Importance-Aware Activation Space Reconstruction
Md Mokarram Chowdhury, Daniel Agyei Asante, Ernie Chang, Yang Li
TL;DR
This work tackles the challenge of deploying large language models in resource-limited environments by reframing compression from weights to activations with an importance-aware objective. The authors derive IMPACT, a principled framework whose core insight is that the optimal activation reconstruction directions are the top eigenvectors of an importance-weighted activation covariance matrix $\mathbf{C} = \mathrm{Cov}(\mathbf{y}) \odot \mathbf{M}$, where $\mathbf{M}$ encodes gradient-driven importance. By transforming activations, bounding the objective, and solving a tractable eigenproblem, IMPACT yields a closed-form, two-layer compressed representation $\hat{\mathbf{y}}$ that minimizes performance degradation. Empirically, IMPACT achieves up to 48.6% greater size reduction while maintaining accuracy across mathematical reasoning and code generation tasks on Llama 2 and CodeLlama models, and it can synergize with quantization to further improve efficiency and throughput. These results demonstrate a practical, scalable path to deploying capable transformers in constrained settings without sacrificing performance.
Abstract
Large language models (LLMs) achieve strong performance across many domains but are difficult to deploy in resource-constrained settings due to their size.

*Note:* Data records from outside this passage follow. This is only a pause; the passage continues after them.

use utoipa::OpenApi;

#[derive(OpenApi)]
#[openapi(
    components(
        schemas(axum_helpers::ErrorResponse)
    ),
    info(
        title = "Profiles API",
        version = "0.1.0",
        description = "Register, list and update user profiles"
    ),
    servers(
        (url = "/api", description = "API base path")
    ),
    nest(
        (path = "/users", api = domain_profiles::ApiDoc)
    )
)]
pub struct ApiDoc;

Low-rank weight matrix compression is a popular strategy for reducing model size, typically by minimizing weight reconstruction error under the assumption that weights are low-rank. However, this assumption often does not hold in LLMs. Instead, LLM activations exhibit stronger low-rank structure-prompting a shift toward minimizing activation reconstruction error. We show that this shift alone is insufficient: activation dimensions contribute unequally to model performance, and uniform reconstruction can harm performance. We propose IMPACT, a principled framework for importance-aware activation reconstruction that links model compression decisions to their impact on model behavior. IMPACT formulates an optimization problem that considers both activation structure and gradient sensitivity, and derives a closed-form solution where the optimal reconstruction bases are the eigenvectors of an importance-weighted activation covariance matrix. This enables low-rank approximations explicitly optimized to preserve accuracy. Experiments across diverse models and tasks show that IMPACT achieves up to 48.6% greater model size reduction with accuracy comparable to state-of-the-art baselines.